SUKABUMIUPDATE.com - Anggota Komisi IV DPR RI Fraksi Partai Keadilan Sejahtera (F-PKS) drh Slamet menyayangkan pemenuhan kebutuhan konsumsi pangan dalam negeri masih didominasi impor.
Legislator asal Sukabumi ini pun membeberkan realisasi impor barang konsumsi pada kuartal pertama 2021, di mana impor sejumlah komoditas pangan mengalami peningkatan yang cukup besar.
Tercatat impor garam secara kumulatif di kuartal pertama 2021 sebanyak 379.910 ton atau naik 19,60 persen dibandingkan kuartal pertama 2020 yang hanya sebanyak 317.642 ton.
Kemudian impor gula di kuartal pertama 2021 meningkat signifikan menjadi 1,93 juta ton atau naik 42,96 persen dibandingkan periode Januari-Maret 2020 yang tercatat sebanyak 1,34 juta ton.
Impor kedelai secara kumulatif (Januari-Maret) naik hingga 22,43 persen dari 571.539 ton di kuartal pertama 2020 menjadi 699.730 ton di kuartal pertama 2021.
Secara kumulatif, impor jagung pada kuartal pertama 2021 pun tercatat sebanyak 379.910 ton atau naik 19,6 persen dibandingkan kuartal pertama 2020 yang hanya sebanyak 317.642 ton.
Impor bawang putih pada kuartal pertama 2021 ini terdata ada 53.536,9 ton atau naik 165,23 persen dari kuartal pertama 2020 yang tercatat hanya sebanyak 20.184,98 ton.
"Lalu pada Maret 2021, impor bawang putih juga tercatat 5.825,5 ton atau naik tajam 294,21 persen ketimbang Februari 2021 yang sebanyak 1.477,7 ton," kata Slamet kepada media, Kamis, 20 Mei 2021.
Baca Juga :
Slamet juga menyebut impor garam di Maret 2021 mencapai 299.736 ton. Realisasi tersebut naik 275 persen dari Februari 2021 yang hanya sebanyak 79.929 ton. Dibandingkan dengan periode yang sama tahun sebelumnya, impor garam naik 54,02 persen, di mana pada Maret 2020 komoditas ini hanya 194.608 ton.
"Secara kumulatif di kuartal pertama 2021, impor ini tercatat sebanyak 379.910 ton atau naik 19,60 persen dibandingkan dengan kuartal pertama 2020 yang hanya sebanyak 317.642 ton," kata Slamet.

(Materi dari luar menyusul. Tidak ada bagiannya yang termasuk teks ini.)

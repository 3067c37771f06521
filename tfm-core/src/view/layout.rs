//! ``src/view/layout.rs``
//!
//! Screen geometry shared by the renderer and pointer hit-testing, so a
//! click always resolves against what was actually drawn.
//!
//! ```text
//! ┌Shortcuts──┐┌Directory Tree─────────────┐┌File Info──┐
//! │           ││ /path                     ││           │
//! ├Drives─────┤│───────────────────────────││           │
//! │           ││ entries…                  ││           │
//! └───────────┘└───────────────────────────┘└───────────┘
//! ┌Preview──────────────────────────────────────────────┐
//! └─────────────────────────────────────────┌───────────┐
//!  disk usage                               │ U: Update │
//!  hot words                                └───────────┘
//! ```

use ratatui::layout::{Position, Rect};

use crate::model::panel_focus::Panel;

pub const SHORTCUTS_WIDTH: u16 = 25;
pub const INFO_WIDTH: u16 = 30;
pub const MAX_SHORTCUTS_HEIGHT: u16 = 8;
pub const UPDATE_BUTTON_WIDTH: u16 = 21;
pub const UPDATE_BUTTON_HEIGHT: u16 = 3;

#[derive(Debug, Clone, Copy, Default, PartialEq, Eq)]
pub struct ScreenLayout {
    pub area: Rect,
    pub shortcuts: Rect,
    /// Zero height when the top half is too short for it.
    pub drives: Rect,
    pub tree: Rect,
    pub info: Rect,
    pub preview: Rect,
    pub disk_line: Rect,
    pub status_line: Rect,
    pub update_button: Rect,
    /// Rows between the tree's top border and its first entry row: the
    /// path, the search line when a search is active, and a separator.
    pub tree_header_rows: u16,
}

impl ScreenLayout {
    #[must_use]
    pub fn compute(area: Rect, search_active: bool) -> Self {
        let Rect { x, y, width, height } = area;

        let top_height = height / 2;
        let shortcuts_height = top_height.min(MAX_SHORTCUTS_HEIGHT);
        let drives_height = match top_height - shortcuts_height {
            h if h > 2 => h,
            _ => 0,
        };

        let tree_width = width.saturating_sub(SHORTCUTS_WIDTH + INFO_WIDTH + 3);
        let tree_x = x + SHORTCUTS_WIDTH + 1;
        let info_x = tree_x + tree_width + 1;

        let bottom_y = y + top_height;
        let preview_height = height.saturating_sub(top_height + 3);

        Self {
            area,
            shortcuts: Rect::new(x, y, SHORTCUTS_WIDTH.min(width), shortcuts_height),
            drives: Rect::new(x, y + shortcuts_height, SHORTCUTS_WIDTH.min(width), drives_height),
            tree: Rect::new(tree_x, y, tree_width, top_height),
            info: Rect::new(info_x, y, INFO_WIDTH.min(width.saturating_sub(info_x - x)), top_height),
            preview: Rect::new(x, bottom_y, width, preview_height),
            disk_line: Rect::new(x, y + height.saturating_sub(2), width, height.min(2) / 2),
            status_line: Rect::new(x, y + height.saturating_sub(1), width, height.min(1)),
            update_button: Rect::new(
                x + width.saturating_sub(UPDATE_BUTTON_WIDTH),
                y + height.saturating_sub(UPDATE_BUTTON_HEIGHT),
                UPDATE_BUTTON_WIDTH.min(width),
                UPDATE_BUTTON_HEIGHT.min(height),
            ),
            tree_header_rows: if search_active { 3 } else { 2 },
        }
    }

    #[must_use]
    pub const fn panel_rect(&self, panel: Panel) -> Rect {
        match panel {
            Panel::Tree => self.tree,
            Panel::Shortcuts => self.shortcuts,
            Panel::Drives => self.drives,
        }
    }

    /// Rows where list items are drawn inside `panel`.
    #[must_use]
    pub fn list_area(&self, panel: Panel) -> Rect {
        let rect = self.panel_rect(panel);
        let top = 1 + if panel == Panel::Tree { self.tree_header_rows } else { 0 };
        let height = rect.height.saturating_sub(top + 1);
        Rect::new(
            rect.x.saturating_add(1),
            rect.y + top.min(rect.height),
            rect.width.saturating_sub(2),
            height,
        )
    }

    #[must_use]
    pub fn visible_height(&self, panel: Panel) -> usize {
        usize::from(self.list_area(panel).height)
    }

    /// Panel under the cursor.
    #[must_use]
    pub fn panel_at(&self, column: u16, row: u16) -> Option<Panel> {
        let pos = Position::new(column, row);
        [Panel::Shortcuts, Panel::Drives, Panel::Tree]
            .into_iter()
            .find(|p| self.panel_rect(*p).contains(pos))
    }

    /// Item row (0-based, before scroll offset) under the cursor.
    #[must_use]
    pub fn list_row(&self, panel: Panel, row: u16) -> Option<usize> {
        let list = self.list_area(panel);
        (row >= list.y && row < list.bottom()).then(|| usize::from(row - list.y))
    }

    #[must_use]
    pub fn in_update_button(&self, column: u16, row: u16) -> bool {
        self.update_button.contains(Position::new(column, row))
    }
}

Menurut Slamet, kondisi ini sangat berbahaya sebab pemenuhan pangan nasional harus dilihat dari sudut pandang yang lebih luas, yakni dimensi pertahanan dan keamanan serta kedaulatan suatu negara, bukan hanya menjadi komoditas pangan biasa.

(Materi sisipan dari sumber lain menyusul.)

//! src/main.rs
//! Terminal file manager: directory tree, shortcuts and drive mounting.

use std::{
    io::{self, Stdout},
    panic::PanicHookInfo,
    path::{Path, PathBuf},
    sync::Arc,
};

use anyhow::{Context, Result};
use clap::Parser;
use crossterm::{
    event::{DisableMouseCapture, EnableMouseCapture},
    execute,
    terminal::{
        Clear, ClearType, EnterAlternateScreen, LeaveAlternateScreen, disable_raw_mode,
        enable_raw_mode,
    },
};
use ratatui::{Frame, Terminal, backend::CrosstermBackend};
use tokio::{signal, sync::Notify};
use tracing::{error, info, warn};

use tfm_core::{
    Logger,
    config::Config,
    controller::{EventLoop, ExternalStep, Flow, Input, Session},
    drives::TokioRunner,
    view::{UIRenderer, theme},
};

type AppTerminal = Terminal<CrosstermBackend<Stdout>>;

#[derive(Debug, Parser)]
#[command(name = "tfm", version, about = "Terminal file manager")]
struct Args {
    /// Directory to start in (defaults to the home directory)
    path: Option<PathBuf>,

    /// Show hidden files on startup
    #[arg(long)]
    show_hidden: bool,

    /// Use this config file instead of the default location
    #[arg(long, value_name = "FILE")]
    config: Option<PathBuf>,

    /// Tracing filter, e.g. `debug` or `tfm_core=trace`
    #[arg(long, value_name = "FILTER")]
    log_level: Option<String>,
}

#[tokio::main(flavor = "current_thread")]
async fn main() -> Result<()> {
    let args = Args::parse();
    let mut config = load_config(&args).await;
    if args.show_hidden {
        config.show_hidden = true;
    }

    let log_dir = Config::log_dir().context("Failed to determine log directory")?;
    let log_level = args.log_level.clone().unwrap_or_else(|| config.log_level.clone());
    let _guard = Logger::init_tracing(&log_dir, &log_level).context("Failed to initialize logging")?;

    setup_panic_handler();

    let app = App::new(args, config)
        .await
        .context("Failed to initialize application")?;
    app.run().await.context("Application runtime error")?;

    info!("Application exited cleanly");
    Ok(())
}

/// Config from `--config` or the default location. A broken file is
/// reported and replaced by defaults for this run only.
async fn load_config(args: &Args) -> Config {
    let loaded = match &args.config {
        Some(path) => Config::load_from(path).await,
        None => Config::load().await,
    };
    loaded.unwrap_or_else(|e| {
        eprintln!("tfm: {e}; using default configuration");
        Config::default()
    })
}

/// The requested directory, canonicalized, or `home` when none was given.
fn resolve_start_dir(requested: Option<&Path>, home: &Path) -> Result<PathBuf> {
    match requested {
        Some(path) => path
            .canonicalize()
            .with_context(|| format!("Cannot open {}", path.display())),
        None => Ok(home.to_path_buf()),
    }
}

struct App {
    terminal: AppTerminal,
    session: Session,
    event_loop: EventLoop,
    renderer: UIRenderer,
    shutdown: Arc<Notify>,
}

impl App {
    async fn new(args: Args, config: Config) -> Result<Self> {
        let home = Config::home_dir();
        let start_dir = resolve_start_dir(args.path.as_deref(), &home)?;
        info!("Starting in {} (home {})", start_dir.display(), home.display());

        let poll_interval = config.timing.poll_interval;
        let session = Session::new(config, start_dir, home, Arc::new(TokioRunner)).await;

        theme::init_theme();
        let terminal = setup_terminal()?;

        let mut app = Self {
            terminal,
            session,
            event_loop: EventLoop::new(poll_interval),
            renderer: UIRenderer::new(),
            shutdown: Arc::new(Notify::new()),
        };
        let size = app.terminal.size().context("Failed to read terminal size")?;
        app.session.resize(size.width, size.height);
        Ok(app)
    }

    async fn run(mut self) -> Result<()> {
        self.setup_shutdown_handler();
        info!("Starting event loop");

        loop {
            self.render()?;

            let input = tokio::select! {
                () = self.shutdown.notified() => {
                    info!("Shutdown signal received");
                    break;
                }
                input = self.event_loop.next_input() => input,
            };

            let flow = match input {
                Input::Key(key) => self.session.handle_key(key).await,
                Input::Mouse(mouse) => self.session.handle_mouse(mouse).await,
                Input::Resize { width, height } => {
                    self.session.resize(width, height);
                    Flow::Continue
                }
                Input::Tick => Flow::Continue,
                Input::Closed => Flow::Quit,
            };
            self.session.tick().await;

            match flow {
                Flow::Continue => {}
                Flow::Quit => {
                    info!("Quit requested");
                    break;
                }
                Flow::Suspend(step) => self.run_external(step).await?,
            }
        }

        let stats = self.renderer.stats();
        info!(
            "Rendered {} frames ({} slow), {:?} total",
            stats.frames, stats.slow, stats.total
        );
        Ok(())
    }

    fn render(&mut self) -> Result<()> {
        let Self {
            terminal,
            session,
            renderer,
            ..
        } = self;
        terminal
            .draw(|frame: &mut Frame<'_>| renderer.render(frame, session))
            .context("Failed to draw terminal")?;
        Ok(())
    }

    /// Give the terminal to `step`, then take it back whatever the outcome.
    async fn run_external(&mut self, step: ExternalStep) -> Result<()> {
        info!("Suspending for {:?}", step);
        self.event_loop.pause();
        cleanup_terminal(&mut self.terminal)?;

        let outcome = step.run().await;
        if let Err(e) = &outcome {
            warn!("External step failed: {e}");
        }

        enable_raw_mode().context("Failed to enable raw mode")?;
        execute!(
            self.terminal.backend_mut(),
            EnterAlternateScreen,
            EnableMouseCapture,
            Clear(ClearType::All)
        )
        .context("Failed to re-enter alternate screen")?;
        self.terminal.clear().context("Failed to clear terminal")?;
        self.event_loop.resume();

        let size = self.terminal.size().context("Failed to read terminal size")?;
        self.session.resize(size.width, size.height);
        self.session.resume(outcome);
        Ok(())
    }

    fn setup_shutdown_handler(&self) {
        let shutdown: Arc<Notify> = self.shutdown.clone();

        tokio::spawn(async move {
            #[cfg(unix)]
            {
                use tokio::signal::unix::{SignalKind, signal};

                match signal(SignalKind::terminate()) {
                    Ok(mut sigterm) => {
                        tokio::select! {
                            _ = sigterm.recv() => info!("Received SIGTERM"),
                            _ = signal::ctrl_c() => info!("Received Ctrl+C"),
                        }
                    }
                    Err(e) => {
                        warn!("Failed to create SIGTERM handler: {}", e);
                        if signal::ctrl_c().await.is_err() {
                            return;
                        }
                    }
                }
            }

            #[cfg(not(unix))]
            {
                if let Err(e) = signal::ctrl_c().await {
                    warn!("Failed to listen for Ctrl+C: {}", e);
                    return;
                }
                info!("Received Ctrl+C");
            }

            shutdown.notify_one();
        });
    }
}

impl Drop for App {
    fn drop(&mut self) {
        if let Err(e) = cleanup_terminal(&mut self.terminal) {
            warn!("Failed to cleanup terminal: {}", e);
        }
    }
}

fn setup_terminal() -> Result<AppTerminal> {
    enable_raw_mode().context("Failed to enable raw mode")?;

    let mut stdout = io::stdout();
    execute!(stdout, EnterAlternateScreen, EnableMouseCapture)
        .context("Failed to enter alternate screen")?;

    let backend = CrosstermBackend::new(stdout);
    let terminal = Terminal::new(backend).context("Failed to create terminal")?;

    info!("Terminal setup complete");
    Ok(terminal)
}

fn cleanup_terminal(terminal: &mut AppTerminal) -> Result<()> {
    disable_raw_mode().context("Failed to disable raw mode")?;
    execute!(terminal.backend_mut(), DisableMouseCapture, LeaveAlternateScreen)
        .context("Failed to leave alternate screen")?;
    terminal.show_cursor().context("Failed to show cursor")?;

    info!("Terminal cleanup complete");
    Ok(())
}

fn setup_panic_handler() {
    let original_hook = std::panic::take_hook();

    std::panic::set_hook(Box::new(move |panic_info: &PanicHookInfo<'_>| {
        let _ = disable_raw_mode();
        let _ = execute!(io::stderr(), DisableMouseCapture, LeaveAlternateScreen);

        error!("Application panicked: {}", panic_info);
        original_hook(panic_info);
    }));
}

#[cfg(test)]
mod tests {
    use super::*;

    #[test]
    fn starts_in_home_without_a_path() {
        let home = tempfile::tempdir().expect("tempdir");
        let start = resolve_start_dir(None, home.path()).expect("start dir");
        assert_eq!(start, home.path());
    }

    #[test]
    fn requested_path_is_canonicalized() {
        let root = tempfile::tempdir().expect("tempdir");
        std::fs::create_dir(root.path().join("sub")).expect("mkdir");
        let requested = root.path().join("sub").join("..").join("sub");
        let start = resolve_start_dir(Some(&requested), Path::new("/")).expect("start dir");
        assert_eq!(start, root.path().join("sub").canonicalize().expect("canonical"));
    }

    #[test]
    fn missing_path_is_an_error() {
        let root = tempfile::tempdir().expect("tempdir");
        let missing = root.path().join("nope");
        assert!(resolve_start_dir(Some(&missing), root.path()).is_err());
    }
}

"Dikhawatirkan Indonesia akan terjebak ke dalam food trap atau jebakan pangan sebagai bentuk penjajahan gaya baru saat ini," tegasnya.
Slamet berujar keberadaan Badan Usaha Milik Negara klaster pangan harus menjadi solusi ketergantungan Indonesia dari produk pangan impor.
Meski sebagian besar BUMN klaster pangan core utamanya merupakan bisnis, namun Slamet mengingatkan bahwa pengelolaan BUMN klaster pangan harus menanamkan sikap heroisme atau kepahlawanan bagi masyarakat karena perusahaan tersebut dibentuk oleh negara dan memperoleh penyertaan modal negara (PMN) yang uangnya berasal dari pajak.
"Sehingga tujuan akhirnya adalah juga harus mengangkat harkat dan martabat negara, khususnya petani dan nelayan," ujar dia.
Slamet juga menegaskan BUMN klaster pangan dalam menjalankan core bisnisnya harus menjadi champion dalam bidang tersebut sehingga masyarakat dapat mengambil contoh atau memanfaatkan kondisi itu.
"Misal PT garam harus menjadi leading pemanfaatan inovasi pengolahan garam untuk meningkatkan kualitas garam rakyat menjadi garam industri, lalu membentuk kemitraan bersama masyarakat dalam hal pengelolaan garam. Jika ini berjalan baik, maka ketergantungan impor garam nasional akan dapat dikurangi," katanya mengakhiri.